O arrependimento e seus limites
Uma vez formalizado e assinado, o acordo de deságio não permite retorno. “O credor concorda oficialmente em abrir mão dos 40% do seu precatório e, a partir desse momento, essa decisão passa a ter efeito definitivo, com validade legal”, alertou a advogada. Contudo, Alessandra aponta uma janela de oportunidade para reconsideração: enquanto o acordo não foi oficialmente assinado, é permitido voltar atrás. Ou seja, no período em que o credor apenas manifestou interesse e aguarda a análise, ainda é possível desistir. A melhor recomendação é ter segurança da decisão antes de confirmar oficialmente o pedido.
Tributação
A aceitação do deságio de 40% não gera cobranças extras em termos de impostos e contribuições. Segundo Alessandra, “O que acontece no acordo é o mesmo que aconteceria no pagamento integral do precatório.” Se o precatório for de natureza alimentar (salários atrasados, pensões, benefícios previdenciários), haverá desconto de Imposto de Renda e, em alguns casos, contribuição previdenciária. Já precatórios não-alimentares (indenizações, desapropriações) geralmente são isentos de Imposto de Renda, e isso não muda com o acordo. A parte renunciada (os 40%) não sofre tributação, pois não é paga.
A decisão final
Em suas considerações finais, Alessandra reforçou a voluntariedade da decisão. “Aceitar ou não o acordo não altera o seu direito, quem optar por não aderir não perde nada. O precatório continua válido, pelo valor integral, aguardando o pagamento normal na fila”, tranquilizou a advogada. Por outro lado, para muitos, essa é uma oportunidade de acesso mais rápido a parte do valor devido.
Precatórias
Desde a criação da Câmara de Conciliação de Precatórios (CCP), em 2015, mais de 48 mil acordos foram firmados, resultando na redução de R$7,9 bilhões do passivo estadual. Ainda assim, o estoque de precatórios permanece elevado, girando em torno de R$16 bilhões. Para viabilizar os pagamentos, o Estado tem recorrido a operações de crédito, como os programas Pró-Sustentabilidade (BID) e Pró-Resiliência (Bird), que reforçam a capacidade financeira da administração pública. Somente entre 2023 e 2024, foram pagos cerca de R$3,5 bilhões em precatórios, e em 2025, já foram desembolsados R$ 1,8 bilhão.

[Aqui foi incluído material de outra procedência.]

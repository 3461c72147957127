use rand::rngs::StdRng;
use rand::seq::SliceRandom;
use rand::{Rng, SeedableRng};

use crate::snake::Cell;

/// Picks where the next piece of food goes.
pub trait FoodSpawner {
    /// A cell inside `width` x `height` not listed in `occupied`, or `None`
    /// when the board is full.
    fn spawn(&mut self, occupied: &[Cell], width: i32, height: i32) -> Option<Cell>;
}

/// Uniform choice over every free cell.
pub struct RandomSpawner<R = StdRng> {
    rng: R,
}

impl RandomSpawner<StdRng> {
    pub fn new() -> Self {
        RandomSpawner { rng: StdRng::from_entropy() }
    }

    pub fn seeded(seed: u64) -> Self {
        RandomSpawner { rng: StdRng::seed_from_u64(seed) }
    }
}

impl Default for RandomSpawner<StdRng> {
    fn default() -> Self {
        Self::new()
    }
}

impl<R: Rng> FoodSpawner for RandomSpawner<R> {
    fn spawn(&mut self, occupied: &[Cell], width: i32, height: i32) -> Option<Cell> {
        let free: Vec<Cell> = (0..height)
            .flat_map(|y| (0..width).map(move |x| Cell::new(x, y)))
            .filter(|cell| !occupied.contains(cell))
            .collect();

        free.choose(&mut self.rng).copied()
    }
}

#[cfg(test)]
mod tests {
    use super::*;

    #[test]
    fn never_lands_on_the_snake() {
        let mut spawner = RandomSpawner::seeded(7);
        let occupied: Vec<Cell> = (0..4).flat_map(|y| (0..3).map(move |x| Cell::new(x, y))).collect();

        for _ in 0..200 {
            let cell = spawner.spawn(&occupied, 4, 4).unwrap();
            assert_eq!(cell.x, 3);
            assert!(cell.in_bounds(4, 4));
        }
    }

    #[test]
    fn full_board_yields_nothing() {
        let mut spawner = RandomSpawner::seeded(1);
        let occupied = vec![Cell::new(0, 0), Cell::new(1, 0)];
        assert_eq!(spawner.spawn(&occupied, 2, 1), None);
    }

    #[test]
    fn covers_every_free_cell() {
        let mut spawner = RandomSpawner::seeded(42);
        let occupied = vec![Cell::new(1, 1)];
        let mut seen = std::collections::HashSet::new();
        for _ in 0..500 {
            seen.insert(spawner.spawn(&occupied, 3, 3).unwrap());
        }
        assert_eq!(seen.len(), 8);
        assert!(!seen.contains(&Cell::new(1, 1)));
    }
}
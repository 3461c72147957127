//! Snake with a grace period.
//!
//! The library is the game core: grid model, collision oracle, difficulty
//! profiles and the tick-driven state machine in [`game`]. Everything the core
//! needs from the outside (effects, score storage, drawing, food placement,
//! time) comes in through the traits in [`collab`], [`food`] and [`clock`].

pub mod clock;
pub mod collab;
pub mod collision;
pub mod error;
pub mod food;
pub mod game;
pub mod scores;
mod serde_duration;
pub mod settings;
pub mod snake;
pub mod speed;
pub mod timer;

pub use error::{Error, Result};
pub use game::{Collaborators, Command, Game, GameConfig, TickOutcome};
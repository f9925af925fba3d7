//! Core trait for shard persistence backends.

use crate::error::StoreError;
use crate::router::ShardPath;

/// Raw byte-level persistence for shard files.
///
/// Backends only move bytes; all merge semantics live in
/// [`OuiStore`](crate::OuiStore). Implementations must be `Send + Sync`
/// so a store handle can be shared, but the store itself never issues
/// concurrent operations against the same shard.
pub trait ShardBackend: Send + Sync {
    /// Read a shard's current content. `None` if it does not exist yet.
    fn read(&self, shard: &ShardPath) -> Result<Option<Vec<u8>>, StoreError>;

    /// Write a shard's content, creating it (and any parent directory)
    /// as needed.
    fn write(&self, shard: &ShardPath, data: &[u8]) -> Result<(), StoreError>;
}
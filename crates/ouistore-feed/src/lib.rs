//! Feed format parsers for OUI assignment records.
//!
//! Two structurally different source feeds normalize into the same
//! [`OuiRecord`](ouistore_types::OuiRecord):
//!
//! - [`TabularReader`] — comma-delimited rows with quoted fields.
//! - [`RegistryReader`] — blank-line-delimited paired-line groups with
//!   base-16 range lines.
//!
//! Both readers yield per-record results so a malformed record can be
//! skipped without aborting the feed.

mod error;
pub mod registry;
pub mod tabular;

pub use error::{FeedError, ParseError};
pub use registry::RegistryReader;
pub use tabular::TabularReader;
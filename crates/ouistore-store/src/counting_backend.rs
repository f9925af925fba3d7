//! A [`ShardBackend`] wrapper that counts IO operations.
//!
//! `CountingBackend` wraps any backend and tracks how many reads and
//! writes pass through it. Tests use it to assert the minimal-write
//! policy: re-merging unchanged records must not hit the backend's
//! write path at all.

use std::sync::Arc;
use std::sync::atomic::{AtomicU64, Ordering};

use crate::error::StoreError;
use crate::router::ShardPath;
use crate::traits::ShardBackend;

/// Pass-through backend wrapper with read/write counters.
pub struct CountingBackend {
    inner: Arc<dyn ShardBackend>,
    reads: AtomicU64,
    writes: AtomicU64,
}

impl CountingBackend {
    /// Wrap an existing backend.
    pub fn new(inner: Arc<dyn ShardBackend>) -> Self {
        Self {
            inner,
            reads: AtomicU64::new(0),
            writes: AtomicU64::new(0),
        }
    }

    /// Reads performed so far.
    pub fn reads(&self) -> u64 {
        self.reads.load(Ordering::Relaxed)
    }

    /// Writes performed so far.
    pub fn writes(&self) -> u64 {
        self.writes.load(Ordering::Relaxed)
    }
}

impl ShardBackend for CountingBackend {
    fn read(&self, shard: &ShardPath) -> Result<Option<Vec<u8>>, StoreError> {
        self.reads.fetch_add(1, Ordering::Relaxed);
        self.inner.read(shard)
    }

    fn write(&self, shard: &ShardPath, data: &[u8]) -> Result<(), StoreError> {
        self.writes.fetch_add(1, Ordering::Relaxed);
        self.inner.write(shard, data)
    }
}
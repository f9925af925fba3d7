//! Error types for the ingestion pipeline.

use ouistore_store::StoreError;

/// Errors that abort an ingestion run.
///
/// Per-record parse failures never become an `IngestError`; they are
/// logged and skipped. Only store and I/O failures propagate, since a
/// partial shard write could leave the store inconsistent.
#[derive(Debug, thiserror::Error)]
pub enum IngestError {
    /// Failed to read or write a shard.
    #[error("store error: {0}")]
    Store(#[from] StoreError),

    /// Failed to read a feed file or directory.
    #[error("io error: {0}")]
    Io(#[from] std::io::Error),
}
//! Shared types for the ouistore workspace.
//!
//! This crate defines the canonical, format-independent shape of one
//! OUI assignment ([`OuiRecord`]), the block granularity variants
//! ([`Block`], [`BlockClass`]), and the normalized hardware address
//! used on the lookup path ([`HwAddr`]).

use std::fmt;
use std::str::FromStr;

/// Width of the assigned prefix in hex digits, for every block class.
pub const PREFIX_LEN: usize = 6;

/// Number of hex digits in a full hardware address.
pub const ADDR_LEN: usize = 12;

// ---------------------------------------------------------------------------
// Block granularity
// ---------------------------------------------------------------------------

/// Block granularity tag, without the sub-block payload.
///
/// Used for shard routing and for deriving lookup probes; the directory
/// layout of the store is keyed by this tag.
#[derive(Debug, Clone, Copy, PartialEq, Eq, Hash)]
pub enum BlockClass {
    /// Largest allocation unit: the prefix covers the whole block.
    Large,
    /// Prefix plus one sub-block hex digit.
    Medium,
    /// Prefix plus three sub-block hex digits.
    Small,
}

impl BlockClass {
    /// Directory name this class's shards live under.
    pub fn dir(self) -> &'static str {
        match self {
            BlockClass::Large => "large",
            BlockClass::Medium => "med",
            BlockClass::Small => "small",
        }
    }

    /// Sub-block width in hex digits.
    pub const fn sub_len(self) -> usize {
        match self {
            BlockClass::Large => 0,
            BlockClass::Medium => 1,
            BlockClass::Small => 3,
        }
    }
}

impl fmt::Display for BlockClass {
    fn fmt(&self, f: &mut fmt::Formatter<'_>) -> fmt::Result {
        f.write_str(self.dir())
    }
}

/// Block granularity with its class-specific sub-block payload.
///
/// This is a closed set: an unrecognized block type is a parse failure,
/// not a variant, so it can never reach the store.
#[derive(Debug, Clone, PartialEq, Eq)]
pub enum Block {
    /// No sub-block; the prefix alone identifies the assignment.
    Large,
    /// One extra hex digit narrowing the prefix.
    Medium {
        /// The sub-block digit.
        sub: String,
    },
    /// Three extra hex digits narrowing the prefix.
    Small {
        /// The sub-block digits.
        sub: String,
    },
}

impl Block {
    /// The granularity tag for this block.
    pub fn class(&self) -> BlockClass {
        match self {
            Block::Large => BlockClass::Large,
            Block::Medium { .. } => BlockClass::Medium,
            Block::Small { .. } => BlockClass::Small,
        }
    }

    /// The sub-block digits; empty for [`Block::Large`].
    pub fn sub(&self) -> &str {
        match self {
            Block::Large => "",
            Block::Medium { sub } | Block::Small { sub } => sub,
        }
    }
}

// ---------------------------------------------------------------------------
// Canonical record
// ---------------------------------------------------------------------------

/// Reasons an [`OuiRecord`] can fail validation.
#[derive(Debug, thiserror::Error)]
pub enum RecordError {
    /// The prefix is not exactly six hex digits.
    #[error("invalid prefix {value:?}: expected {PREFIX_LEN} hex digits")]
    BadPrefix {
        /// The rejected prefix.
        value: String,
    },

    /// The sub-block width does not match the block class.
    #[error("invalid {class} sub-block {value:?}: expected {expected} hex digits")]
    BadSubBlock {
        /// The block class being validated against.
        class: BlockClass,
        /// The rejected sub-block.
        value: String,
        /// The width the class requires.
        expected: usize,
    },

    /// The assignee is empty after trimming.
    #[error("missing assignee")]
    EmptyAssignee,
}

/// One canonical OUI assignment, independent of the source feed format.
///
/// Construction via [`OuiRecord::new`] validates the prefix and
/// sub-block widths and rejects empty assignees, so every value of this
/// type is safe to persist. Hex digits are normalized to uppercase.
#[derive(Debug, Clone, PartialEq, Eq)]
pub struct OuiRecord {
    prefix: String,
    block: Block,
    assignee: String,
    address: Option<String>,
}

impl OuiRecord {
    /// Validate and build a record.
    pub fn new(
        prefix: &str,
        block: Block,
        assignee: &str,
        address: Option<&str>,
    ) -> Result<Self, RecordError> {
        if prefix.len() != PREFIX_LEN || !is_hex(prefix) {
            return Err(RecordError::BadPrefix {
                value: prefix.to_string(),
            });
        }

        let expected = block.class().sub_len();
        let sub = block.sub();
        if sub.len() != expected || !is_hex(sub) {
            return Err(RecordError::BadSubBlock {
                class: block.class(),
                value: sub.to_string(),
                expected,
            });
        }

        let assignee = assignee.trim();
        if assignee.is_empty() {
            return Err(RecordError::EmptyAssignee);
        }

        let block = match block {
            Block::Large => Block::Large,
            Block::Medium { sub } => Block::Medium {
                sub: sub.to_ascii_uppercase(),
            },
            Block::Small { sub } => Block::Small {
                sub: sub.to_ascii_uppercase(),
            },
        };

        Ok(Self {
            prefix: prefix.to_ascii_uppercase(),
            block,
            assignee: assignee.to_string(),
            address: address.map(|a| a.trim().to_string()).filter(|a| !a.is_empty()),
        })
    }

    /// The assigned prefix, six uppercase hex digits.
    pub fn prefix(&self) -> &str {
        &self.prefix
    }

    /// The block granularity and sub-block digits.
    pub fn block(&self) -> &Block {
        &self.block
    }

    /// The granularity tag.
    pub fn class(&self) -> BlockClass {
        self.block.class()
    }

    /// The sub-block digits; empty for large blocks.
    pub fn sub(&self) -> &str {
        self.block.sub()
    }

    /// The owning organization.
    pub fn assignee(&self) -> &str {
        &self.assignee
    }

    /// Postal address, when the source feed carries one.
    pub fn address(&self) -> Option<&str> {
        self.address.as_deref()
    }
}

impl fmt::Display for OuiRecord {
    fn fmt(&self, f: &mut fmt::Formatter<'_>) -> fmt::Result {
        write!(f, "{}:{} {}", self.prefix, self.class(), self.assignee)
    }
}

fn is_hex(s: &str) -> bool {
    s.bytes().all(|b| b.is_ascii_hexdigit())
}

// ---------------------------------------------------------------------------
// Hardware address
// ---------------------------------------------------------------------------

/// Error parsing a hardware address string.
#[derive(Debug, thiserror::Error)]
#[error("invalid hardware address {0:?}: expected {ADDR_LEN} hex digits")]
pub struct AddrError(pub String);

/// A 48-bit hardware address, normalized to twelve uppercase hex digits.
///
/// Accepts the usual separator conventions on parse (`AA:BB:CC:DD:EE:FF`,
/// `AA-BB-CC-DD-EE-FF`, `AABB.CCDD.EEFF`, or bare digits).
#[derive(Debug, Clone, PartialEq, Eq, Hash)]
pub struct HwAddr(String);

impl HwAddr {
    /// The address as twelve contiguous uppercase hex digits.
    pub fn digits(&self) -> &str {
        &self.0
    }
}

impl FromStr for HwAddr {
    type Err = AddrError;

    fn from_str(s: &str) -> Result<Self, Self::Err> {
        let digits: String = s
            .chars()
            .filter(|c| !matches!(c, ':' | '-' | '.'))
            .collect();
        if digits.len() != ADDR_LEN || !is_hex(&digits) {
            return Err(AddrError(s.to_string()));
        }
        Ok(Self(digits.to_ascii_uppercase()))
    }
}

impl fmt::Display for HwAddr {
    fn fmt(&self, f: &mut fmt::Formatter<'_>) -> fmt::Result {
        f.write_str(&self.0)
    }
}
//! Partitioned, file-backed storage for OUI assignments.
//!
//! This crate defines the [`ShardBackend`] trait for persisting shard
//! files, two concrete backends, and the store itself:
//!
//! - [`MemoryBackend`] — in-memory storage backed by a `RwLock<HashMap>`.
//! - [`FileBackend`] — one JSON file per shard with atomic writes.
//! - [`OuiStore`] — load-merge-write over one shard at a time, plus
//!   the address lookup that probes granularities from most to least
//!   specific.

mod counting_backend;
mod error;
mod file_backend;
mod memory_backend;
mod router;
mod store;
mod traits;

pub use counting_backend::CountingBackend;
pub use error::StoreError;
pub use file_backend::FileBackend;
pub use memory_backend::MemoryBackend;
pub use router::ShardPath;
pub use store::{MergeOutcome, OuiStore};
pub use traits::ShardBackend;
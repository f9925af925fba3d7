//! Error types for shard storage operations.

/// Errors that can occur during shard storage operations.
///
/// None of these are recovered in place: a failed read or write aborts
/// the merge for that shard, since continuing after a partial write
/// could leave the shard inconsistent.
#[derive(Debug, thiserror::Error)]
pub enum StoreError {
    /// An I/O error occurred.
    #[error("io error: {0}")]
    Io(#[from] std::io::Error),

    /// A shard's mapping could not be serialized.
    #[error("shard encode failed: {0}")]
    Encode(#[source] serde_json::Error),

    /// A shard file on disk is not valid JSON for its class.
    #[error("corrupt shard {shard}: {source}")]
    Corrupt {
        /// Relative path of the offending shard.
        shard: String,
        /// The underlying decode failure.
        #[source]
        source: serde_json::Error,
    },
}
//! File-based shard persistence.
//!
//! One file per shard under `{base_dir}/{class_dir}/{key}.json`.

use std::path::{Path, PathBuf};

use tracing::debug;

use crate::error::StoreError;
use crate::router::ShardPath;
use crate::traits::ShardBackend;

/// Shard backend writing one JSON file per shard.
///
/// Writes are atomic: data goes to a temporary file first, then is
/// renamed into place, so a crash mid-write never leaves a
/// half-written shard on disk.
pub struct FileBackend {
    base_dir: PathBuf,
}

impl FileBackend {
    /// Create a file backend rooted at the given directory.
    ///
    /// The directory is created if it does not exist.
    pub fn new(base_dir: impl AsRef<Path>) -> Result<Self, StoreError> {
        let base_dir = base_dir.as_ref().to_path_buf();
        std::fs::create_dir_all(&base_dir)?;
        Ok(Self { base_dir })
    }

    fn full_path(&self, shard: &ShardPath) -> PathBuf {
        self.base_dir.join(shard.rel_path())
    }
}

impl ShardBackend for FileBackend {
    fn read(&self, shard: &ShardPath) -> Result<Option<Vec<u8>>, StoreError> {
        match std::fs::read(self.full_path(shard)) {
            Ok(data) => Ok(Some(data)),
            Err(e) if e.kind() == std::io::ErrorKind::NotFound => Ok(None),
            Err(e) => Err(StoreError::Io(e)),
        }
    }

    fn write(&self, shard: &ShardPath, data: &[u8]) -> Result<(), StoreError> {
        let path = self.full_path(shard);
        if let Some(parent) = path.parent() {
            std::fs::create_dir_all(parent)?;
        }

        // Atomic write: temp file in the same directory, then rename.
        let tmp_path = path.with_extension("tmp");
        std::fs::write(&tmp_path, data)?;
        std::fs::rename(&tmp_path, &path)?;

        debug!(%shard, size = data.len(), "wrote shard file");
        Ok(())
    }
}

#[cfg(test)]
mod tests {
    use super::*;
    use ouistore_types::BlockClass;
    use tempfile::TempDir;

    fn make_backend() -> (FileBackend, TempDir) {
        let dir = TempDir::new().unwrap();
        let backend = FileBackend::new(dir.path()).unwrap();
        (backend, dir)
    }

    #[test]
    fn test_read_missing_returns_none() {
        let (backend, _dir) = make_backend();
        let shard = ShardPath::new(BlockClass::Large, "AABB");
        assert_eq!(backend.read(&shard).unwrap(), None);
    }

    #[test]
    fn test_write_read_roundtrip() {
        let (backend, _dir) = make_backend();
        let shard = ShardPath::new(BlockClass::Medium, "AA");
        backend.write(&shard, b"{\"AABBCC\":{\"D\":\"Org\"}}").unwrap();
        assert_eq!(
            backend.read(&shard).unwrap().as_deref(),
            Some(b"{\"AABBCC\":{\"D\":\"Org\"}}".as_slice())
        );
    }

    #[test]
    fn test_write_creates_class_directory() {
        let (backend, dir) = make_backend();
        let shard = ShardPath::new(BlockClass::Small, "DE");
        backend.write(&shard, b"{}").unwrap();
        assert!(dir.path().join("small").join("DE.json").is_file());
    }

    #[test]
    fn test_write_leaves_no_tmp_file() {
        let (backend, dir) = make_backend();
        let shard = ShardPath::new(BlockClass::Large, "AABB");
        backend.write(&shard, b"{}").unwrap();
        assert!(!dir.path().join("large").join("AABB.tmp").exists());
    }

    #[test]
    fn test_overwrite_replaces_content() {
        let (backend, _dir) = make_backend();
        let shard = ShardPath::new(BlockClass::Large, "AABB");
        backend.write(&shard, b"old").unwrap();
        backend.write(&shard, b"new").unwrap();
        assert_eq!(backend.read(&shard).unwrap().as_deref(), Some(b"new".as_slice()));
    }
}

O governador Eduardo Leite destacou que o equilíbrio fiscal conquistado nos últimos anos não é um fim em si mesmo, mas sim um meio para garantir benefícios concretos à população. “São recursos da ordem de 0,5% do PIB do Estado que estarão em mãos de pessoas que irão quitar dívidas e farão circular na economia, no consumo e no varejo”, afirmou. A expectativa é que os pagamentos da atual rodada comecem entre setembro e outubro, proporcionando alívio financeiro a milhares de cidadãos que há anos aguardam por seus direitos reconhecidos judicialmente.